20 Des 2010

Languages of France

The official language of the French Republic is French (art. 2 of the French Constitution), and the French government is, by law, compelled to communicate primarily in French. The government, furthermore, mandates that commercial advertising be available in French (though it can also use other languages); see Toubon Law. The French government, however, does not mandate the usage of French in non-commercial publications by private individuals or corporations or in any other media.

A revision of the French constitution creating official recognition of regional languages was implemented by the Parliament in Congress at Versailles in July 2008.

The 1999 Report written for the government by Bernard Cerquiglini identified 75 languages that would qualify for recognition under the government's proposed ratification of the European Charter for Regional or Minority Languages. 24 of those languages are indigenous to the European territory of the state while all the others are from overseas areas of the French Republic (in the Caribbean, Indian Ocean, Pacific Ocean and South America).

Although ratification was blocked by the Constitutional Council as contradicting the Fifth Republic's constitutional provision enshrining French as the language of the Republic, the government continues to recognise regional and minority languages to a limited extent (i.e. without granting them official status) and the Délégation générale à la langue française has acquired the additional function of observing and studying the languages of France and has had et aux langues de France added to its title. The category of languages of France (in French: langues de France) is thus administratively recognised even if this does not go as far as providing any official status.

The regional languages of France are sometimes called patois, but this term (roughly meaning "dialect") is often considered derogatory. Patois is used to refer to supposedly purely oral, syntactically loose languages, but this Francocentric perception does not, for instance, take into account that Occitan was already written when French was not and its literature has been thriving throughout the last thousand years, with even a Nobel Prize for Frédéric Mistral in 1904.

Language education

The topic of the teaching of regional languages in public primary and secondary schools is controversial. Proponents of the measure state that it would be necessary for the preservation of those languages and to show respect to the local culture. Opponents contend that local languages are often non-standardised (thus making curricula difficult), of dubious practical usefulness (since most are spoken by a small number of people, without any sizable corpus of publications) and that the curriculum and funding of public schools are already too strained. The topic also leads to wider controversial questions of autonomy of the régions. Regarding other languages, English, Spanish and German are the most commonly studied foreign languages in French schools.
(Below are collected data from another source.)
use crate::constants::{MAJOR_MARK_EVERY, MARK_TOLERANCE, MEDIUM_MARK_EVERY};

/// Ruler tick weight of a value. Drives both tick drawing and haptic tiers.
#[derive(Clone, Copy, Debug, PartialEq, Eq, Hash)]
pub enum Mark {
    /// Multiple of 10, drawn long with a label.
    Major,
    /// Multiple of 5.
    Medium,
    Minor,
}

impl Mark {
    pub fn classify(value: f64) -> Self {
        if is_multiple_of(value, MAJOR_MARK_EVERY) {
            Mark::Major
        } else if is_multiple_of(value, MEDIUM_MARK_EVERY) {
            Mark::Medium
        } else {
            Mark::Minor
        }
    }

    pub fn is_labelled(&self) -> bool {
        matches!(self, Mark::Major)
    }
}

/// True when `value` is within [`MARK_TOLERANCE`] of a multiple of `n`, on
/// either side.
#[inline]
pub fn is_multiple_of(value: f64, n: f64) -> bool {
    if !value.is_finite() || n <= 0.0 {
        return false;
    }
    let r = value.rem_euclid(n);
    r.min(n - r) < MARK_TOLERANCE
}
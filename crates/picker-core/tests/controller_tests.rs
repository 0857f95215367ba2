use picker_core::*;
use std::cell::RefCell;
use std::rc::Rc;
use std::time::Duration;

const FRAME: Duration = Duration::from_millis(16);

struct Harness {
    picker: PickerController,
    commits: Rc<RefCell<Vec<Commit>>>,
    haptics: Rc<RefCell<Vec<HapticTier>>>,
}

impl Harness {
    fn new(config: PickerConfig) -> Self {
        let commits = Rc::new(RefCell::new(Vec::new()));
        let haptics = Rc::new(RefCell::new(Vec::new()));
        let commit_sink = commits.clone();
        let haptic_sink = haptics.clone();
        let picker = PickerController::new(
            config,
            move |commit: &Commit| commit_sink.borrow_mut().push(*commit),
            move |tier: HapticTier| -> Result<(), HapticError> {
                haptic_sink.borrow_mut().push(tier);
                Ok(())
            },
        )
        .unwrap();
        Self {
            picker,
            commits,
            haptics,
        }
    }

    fn drag_to(&mut self, distance_px: f64, velocity: f64) {
        let orientation = self.picker.config().orientation;
        self.picker
            .gesture_move(GestureSample::along(orientation, distance_px, velocity));
    }

    fn release(&mut self, distance_px: f64, velocity: f64) {
        let orientation = self.picker.config().orientation;
        self.picker
            .gesture_end(GestureSample::along(orientation, distance_px, velocity));
    }

    fn settle(&mut self) {
        for _ in 0..600 {
            if self.picker.phase() != Phase::Settling {
                return;
            }
            self.picker.tick(FRAME);
        }
        panic!("picker never settled");
    }

    fn commits(&self) -> Vec<Commit> {
        self.commits.borrow().clone()
    }

    fn haptics(&self) -> Vec<HapticTier> {
        self.haptics.borrow().clone()
    }

    fn successes(&self) -> usize {
        self.haptics()
            .iter()
            .filter(|t| **t == HapticTier::Success)
            .count()
    }
}

#[test]
fn drag_five_items_then_release_settles_on_165() {
    let mut h = Harness::new(PickerConfig::height_cm().unwrap());
    assert_eq!(h.picker.value(), 170.0);

    h.picker.gesture_start();
    for item in 1..=5 {
        h.drag_to(item as f64 * 16.0, 0.0);
    }
    assert_eq!(h.picker.value(), 165.0);
    assert_eq!(
        h.commits().iter().map(|c| c.value).collect::<Vec<_>>(),
        vec![169.0, 168.0, 167.0, 166.0, 165.0]
    );
    assert!(h.commits().iter().all(|c| c.kind == CommitKind::Live));

    h.release(80.0, 0.0);
    assert_eq!(h.picker.phase(), Phase::Settling);
    h.settle();

    assert_eq!(h.picker.phase(), Phase::Idle);
    assert_eq!(h.picker.value(), 165.0);
    assert_eq!(h.picker.offset(), grid_offset(65, 16.0));
    let last = *h.commits().last().unwrap();
    assert_eq!(last.kind, CommitKind::Settled);
    assert_eq!(last.value, 165.0);
    assert_eq!(h.successes(), 1);
    assert_eq!(
        h.haptics(),
        vec![
            HapticTier::Light,
            HapticTier::Light,
            HapticTier::Light,
            HapticTier::Light,
            HapticTier::Medium,
            HapticTier::Success,
        ]
    );
}

#[test]
fn fling_projects_forward_before_settling() {
    let mut h = Harness::new(PickerConfig::height_cm().unwrap());
    h.picker.gesture_start();
    h.drag_to(16.0, 1.0);
    h.drag_to(32.0, 1.0);
    h.release(32.0, 1.0);
    h.settle();

    // 168 at release, then 150 px of momentum.
    assert_eq!(h.picker.value(), 159.0);
    assert_eq!(h.successes(), 1);
    assert_eq!(h.haptics().last(), Some(&HapticTier::Success));
    let settled: Vec<_> = h
        .commits()
        .into_iter()
        .filter(|c| c.kind == CommitKind::Settled)
        .collect();
    assert_eq!(settled.len(), 1);
    assert_eq!(settled[0].value, 159.0);
}

#[test]
fn age_nudges_fire_tiered_haptics() {
    let mut h = Harness::new(PickerConfig::age_dial().unwrap());
    assert_eq!(h.picker.value(), 25.0);

    h.picker.nudge(10.0);
    assert_eq!(h.picker.value(), 35.0);
    h.picker.nudge(10.0);
    assert_eq!(h.picker.value(), 45.0);
    h.picker.nudge(-5.0);
    assert_eq!(h.picker.value(), 40.0);
    assert_eq!(
        h.haptics(),
        vec![HapticTier::Medium, HapticTier::Medium, HapticTier::Strong]
    );

    h.settle();
    assert_eq!(h.picker.value(), 40.0);
    assert_eq!(h.picker.offset(), grid_offset(30, 4.0));
    // Quick adjustments do not confirm on settle.
    assert_eq!(h.successes(), 0);
    let kinds: Vec<_> = h.commits().iter().map(|c| c.kind).collect();
    assert_eq!(
        kinds,
        vec![
            CommitKind::Nudge,
            CommitKind::Nudge,
            CommitKind::Nudge,
            CommitKind::Settled
        ]
    );
}

#[test]
fn quick_select_and_nudge_clamp_to_domain() {
    let mut h = Harness::new(PickerConfig::age_dial().unwrap());
    h.picker.select_value(60.0);
    assert_eq!(h.picker.value(), 60.0);
    h.picker.nudge(1000.0);
    assert_eq!(h.picker.value(), 100.0);
    h.settle();
    h.picker.nudge(10.0);
    assert_eq!(h.picker.phase(), Phase::Idle);
    assert_eq!(h.commits().last().map(|c| c.kind), Some(CommitKind::Settled));
}

#[test]
fn dial_drag_maps_swipe_to_degrees() {
    let mut h = Harness::new(PickerConfig::age_dial().unwrap());
    h.picker.gesture_start();
    // 40 px * 0.5 deg/px = 20 deg = 5 ages back.
    h.drag_to(40.0, 0.0);
    assert_eq!(h.picker.value(), 20.0);
    h.release(40.0, 5.0);
    h.settle();
    assert_eq!(h.picker.value(), 20.0);
    assert_eq!(h.successes(), 1);
}

#[test]
fn weight_steps_by_tenths() {
    let mut h = Harness::new(PickerConfig::weight_kg().unwrap());
    h.picker.nudge(0.1);
    assert_eq!(h.picker.value(), 70.1);
    h.picker.nudge(-0.1);
    h.picker.nudge(-0.1);
    assert_eq!(h.picker.value(), 69.9);
    h.settle();
    assert_eq!(
        ValueLabel {
            value: h.picker.value(),
            decimal_places: h.picker.config().domain.decimal_places(),
            unit: &h.picker.config().unit_label,
        }
        .to_string(),
        "69.9 kg"
    );
}

#[test]
fn grabbing_a_settling_picker_continues_from_current_offset() {
    let mut h = Harness::new(PickerConfig::height_cm().unwrap());
    h.picker.nudge(10.0);
    assert_eq!(h.picker.value(), 180.0);
    h.picker.tick(FRAME);
    let mid = h.picker.offset();
    assert!(mid < grid_offset(70, 16.0) && mid > grid_offset(80, 16.0));

    h.picker.gesture_start();
    assert_eq!(h.picker.phase(), Phase::Tracking);
    assert_eq!(h.picker.offset(), mid);

    // The cancelled nudge never completes.
    for _ in 0..200 {
        h.picker.tick(FRAME);
    }
    assert!(h.commits().iter().all(|c| c.kind != CommitKind::Settled));

    h.drag_to(0.0, 0.0);
    h.release(0.0, 0.0);
    assert_eq!(h.picker.phase(), Phase::Settling);
    h.settle();

    let index = discretize(mid, 16.0, &h.picker.config().domain).index;
    assert_eq!(h.picker.index(), index);
    assert_eq!(h.picker.offset(), grid_offset(index, 16.0));
    let settled: Vec<_> = h
        .commits()
        .into_iter()
        .filter(|c| c.kind == CommitKind::Settled)
        .collect();
    assert_eq!(settled.len(), 1);
    assert_eq!(settled[0].index, index);
}

#[test]
fn release_without_movement_is_a_no_op() {
    let mut h = Harness::new(PickerConfig::height_cm().unwrap());
    h.picker.gesture_start();
    h.drag_to(6.0, 0.0);
    h.drag_to(0.0, 0.0);
    h.release(0.0, 0.0);
    assert_eq!(h.picker.phase(), Phase::Idle);
    assert!(h.commits().is_empty());
    assert!(h.haptics().is_empty());
    assert_eq!(h.picker.offset(), grid_offset(70, 16.0));
}

#[test]
fn moves_without_a_start_are_ignored() {
    let mut h = Harness::new(PickerConfig::height_cm().unwrap());
    h.drag_to(160.0, 0.0);
    h.release(160.0, 0.0);
    assert_eq!(h.picker.value(), 170.0);
    assert_eq!(h.picker.phase(), Phase::Idle);
    assert!(h.commits().is_empty());
}

#[test]
fn nudges_are_ignored_while_dragging() {
    let mut h = Harness::new(PickerConfig::height_cm().unwrap());
    h.picker.gesture_start();
    h.picker.nudge(10.0);
    h.picker.select_value(120.0);
    assert_eq!(h.picker.phase(), Phase::Tracking);
    assert_eq!(h.picker.value(), 170.0);
}

#[test]
fn overscroll_clamps_value_and_display() {
    let mut h = Harness::new(PickerConfig::height_cm().unwrap());
    h.picker.gesture_start();
    h.drag_to(10_000.0, 0.0);
    assert_eq!(h.picker.value(), 100.0);
    assert!(h.picker.offset() > 0.0);
    assert_eq!(h.picker.display_offset(), 0.0);
    h.release(10_000.0, 0.0);
    h.settle();
    assert_eq!(h.picker.offset(), 0.0);
    assert_eq!(h.picker.value(), 100.0);

    h.picker.gesture_start();
    h.drag_to(f64::NAN, f64::INFINITY);
    assert_eq!(h.picker.value(), 100.0);
    h.drag_to(-1e12, 0.0);
    assert_eq!(h.picker.value(), 250.0);
}

#[test]
fn moves_within_one_item_or_past_a_bound_buzz_once() {
    let mut h = Harness::new(PickerConfig::height_cm().unwrap());
    h.picker.gesture_start();
    h.drag_to(-3.0, 0.0);
    h.drag_to(-5.0, 0.0);
    assert_eq!(h.picker.value(), 170.0);
    assert!(h.haptics().is_empty());
    assert!(h.commits().is_empty());

    for px in [-1300.0, -1400.0, -1500.0, -2000.0] {
        h.drag_to(px, 0.0);
        assert_eq!(h.picker.value(), 250.0);
    }
    assert_eq!(h.haptics(), vec![HapticTier::Strong]);
    assert_eq!(h.commits().len(), 1);

    h.release(-2000.0, 0.0);
    h.settle();
    assert_eq!(h.picker.value(), 250.0);
    assert_eq!(h.haptics(), vec![HapticTier::Strong, HapticTier::Success]);
}

#[test]
fn set_value_jumps_without_haptics() {
    let mut h = Harness::new(PickerConfig::height_cm().unwrap());
    h.picker.set_value(200.4);
    assert_eq!(h.picker.value(), 200.0);
    assert_eq!(h.picker.offset(), grid_offset(100, 16.0));
    assert_eq!(h.picker.phase(), Phase::Idle);
    h.picker.set_value(f64::NAN);
    h.picker.set_value(999.0);
    assert_eq!(h.picker.value(), 250.0);
    assert!(h.haptics().is_empty());
    let kinds: Vec<_> = h.commits().iter().map(|c| c.kind).collect();
    assert_eq!(kinds, vec![CommitKind::Programmatic, CommitKind::Programmatic]);
}

#[test]
fn events_dispatch_in_order() {
    let mut h = Harness::new(PickerConfig::height_cm().unwrap());
    let sample = |d| GestureSample::along(Orientation::Vertical, d, 0.0);
    for event in [
        PickerEvent::GestureStart,
        PickerEvent::GestureMove(sample(-32.0)),
        PickerEvent::GestureEnd(sample(-32.0)),
    ] {
        h.picker.handle(event);
    }
    for _ in 0..300 {
        h.picker.handle(PickerEvent::Frame(FRAME));
    }
    assert_eq!(h.picker.value(), 172.0);
    assert_eq!(h.picker.phase(), Phase::Idle);
    h.picker.handle(PickerEvent::Set(150.0));
    assert_eq!(h.picker.value(), 150.0);
}

#[test]
fn failing_haptics_never_block_commits() {
    let commits = Rc::new(RefCell::new(Vec::new()));
    let sink = commits.clone();
    let mut picker = PickerController::new(
        PickerConfig::height_cm().unwrap(),
        move |c: &Commit| sink.borrow_mut().push(*c),
        |_tier: HapticTier| -> Result<(), HapticError> { Err(HapticError::Unavailable) },
    )
    .unwrap();
    picker.nudge(5.0);
    assert_eq!(picker.value(), 175.0);
    assert_eq!(picker.last_haptic_value(), Some(175.0));
    assert_eq!(commits.borrow().len(), 1);
}

#[test]
fn edited_config_is_rejected() {
    let mut config = PickerConfig::height_cm().unwrap();
    config.unit_extent = 0.0;
    let result = PickerController::new(
        config,
        |_: &Commit| {},
        NoopHaptics,
    );
    assert!(matches!(
        result,
        Err(ConfigError::NonPositive {
            name: "unit extent",
            ..
        })
    ));
}

#[test]
fn haptic_emitter_dedups_by_value() {
    let fired = Rc::new(RefCell::new(Vec::new()));
    let sink = fired.clone();
    let mut emitter = HapticEmitter::new(
        Box::new(move |tier: HapticTier| -> Result<(), HapticError> {
            sink.borrow_mut().push(tier);
            Ok(())
        }),
        Some(25.0),
    );
    assert_eq!(emitter.on_selection(25.0), None);
    assert_eq!(emitter.on_selection(26.0), Some(HapticTier::Light));
    assert_eq!(emitter.on_selection(26.0), None);
    assert_eq!(emitter.on_selection(30.0), Some(HapticTier::Strong));
    assert_eq!(emitter.confirm(), HapticTier::Success);
    assert_eq!(
        *fired.borrow(),
        vec![HapticTier::Light, HapticTier::Strong, HapticTier::Success]
    );
}
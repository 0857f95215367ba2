use wasm_bindgen::JsCast;
use web_sys as web;

#[inline]
pub fn add_click_listener(element: &web::Element, mut handler: impl FnMut() + 'static) {
    let closure =
        wasm_bindgen::closure::Closure::wrap(Box::new(move || handler()) as Box<dyn FnMut()>);
    let _ = element.add_event_listener_with_callback("click", closure.as_ref().unchecked_ref());
    closure.forget();
}

#[inline]
pub fn set_text(document: &web::Document, element_id: &str, text: &str) {
    if let Some(el) = document.get_element_by_id(element_id) {
        el.set_text_content(Some(text));
    }
}

/// Device pixel ratio the canvas backing store was last sized for.
pub fn sync_canvas_backing_size(canvas: &web::HtmlCanvasElement) -> f64 {
    let Some(w) = web::window() else {
        return 1.0;
    };
    let dpr = w.device_pixel_ratio();
    let rect = canvas.get_bounding_client_rect();
    let w_px = (rect.width() * dpr) as u32;
    let h_px = (rect.height() * dpr) as u32;
    canvas.set_width(w_px.max(1));
    canvas.set_height(h_px.max(1));
    dpr
}
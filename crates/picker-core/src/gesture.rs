//! Continuous drag tracking.
//!
//! The tracker knows nothing about steps or values: it turns the host's 2-D
//! pointer samples into a single signed offset along the picker's axis.

use glam::DVec2;

/// How a 2-D drag maps onto the picker's offset axis.
#[derive(Clone, Copy, Debug, PartialEq)]
pub enum Orientation {
    /// Ruler scrolled up/down; offset in pixels.
    Vertical,
    /// Ruler scrolled left/right; offset in pixels.
    Horizontal,
    /// Rotating dial driven by horizontal swipes; offset in degrees.
    Dial { degrees_per_px: f64 },
}

impl Orientation {
    #[inline]
    pub fn project(&self, v: DVec2) -> f64 {
        match *self {
            Orientation::Vertical => v.y,
            Orientation::Horizontal => v.x,
            Orientation::Dial { degrees_per_px } => v.x * degrees_per_px,
        }
    }
}

/// One pointer sample: translation accumulated since the gesture started and
/// the instantaneous velocity, both in host pixels (velocity per millisecond).
#[derive(Clone, Copy, Debug, Default, PartialEq)]
pub struct GestureSample {
    pub translation: DVec2,
    pub velocity: DVec2,
}

impl GestureSample {
    pub fn new(translation: DVec2, velocity: DVec2) -> Self {
        Self {
            translation,
            velocity,
        }
    }

    /// Sample for a purely one-dimensional drag along `orientation`'s axis.
    pub fn along(orientation: Orientation, distance_px: f64, velocity_px_per_ms: f64) -> Self {
        let axis = match orientation {
            Orientation::Vertical => DVec2::Y,
            Orientation::Horizontal | Orientation::Dial { .. } => DVec2::X,
        };
        Self::new(axis * distance_px, axis * velocity_px_per_ms)
    }
}

/// State of one drag, created on start and consumed on release.
#[derive(Clone, Copy, Debug, PartialEq)]
pub struct Session {
    pub origin_offset: f64,
    pub current_offset: f64,
    /// Offset units per millisecond.
    pub velocity: f64,
}

impl Session {
    pub fn displacement(&self) -> f64 {
        self.current_offset - self.origin_offset
    }
}

#[derive(Clone, Copy, Debug, PartialEq)]
pub struct Tracked {
    pub offset: f64,
    pub velocity: f64,
}

#[derive(Clone, Debug)]
pub struct GestureTracker {
    orientation: Orientation,
    session: Option<Session>,
}

impl GestureTracker {
    pub fn new(orientation: Orientation) -> Self {
        Self {
            orientation,
            session: None,
        }
    }

    pub fn orientation(&self) -> Orientation {
        self.orientation
    }

    /// Starts a drag at `origin_offset`, replacing any unfinished session.
    pub fn begin(&mut self, origin_offset: f64) {
        self.session = Some(Session {
            origin_offset,
            current_offset: origin_offset,
            velocity: 0.0,
        });
    }

    /// Applies a sample. Returns `None` when no drag is active.
    pub fn track(&mut self, sample: GestureSample) -> Option<Tracked> {
        let orientation = self.orientation;
        let session = self.session.as_mut()?;
        let displacement = orientation.project(sample.translation);
        if displacement.is_finite() {
            session.current_offset = session.origin_offset + displacement;
        }
        let velocity = orientation.project(sample.velocity);
        session.velocity = if velocity.is_finite() { velocity } else { 0.0 };
        Some(Tracked {
            offset: session.current_offset,
            velocity: session.velocity,
        })
    }

    /// Applies the release sample and hands back the finished session.
    pub fn finish(&mut self, sample: GestureSample) -> Option<Session> {
        self.track(sample)?;
        self.session.take()
    }

    /// Drops the active session without a release.
    pub fn abort(&mut self) -> Option<Session> {
        self.session.take()
    }

    pub fn is_tracking(&self) -> bool {
        self.session.is_some()
    }

    pub fn session(&self) -> Option<&Session> {
        self.session.as_ref()
    }
}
In April 2001, the Minister of Education, Jack Lang , admitted formally that for more than two centuries, the political powers of the French government had repressed regional languages[citation needed], and announced that bilingual education would, for the first time, be recognised, and bilingual teachers recruited in French public schools.

Cross-border languages

Some of the languages of France are also cross-border languages (for example, Basque, Catalan, Picard, Norman, Franco-Provençal, Dutch, Occitan and others), some of which enjoy a recognised or official status in the respective neighbouring state or territory (including French itself in Belgium, Luxembourg, Switzerland and in the Val-d'Aoste).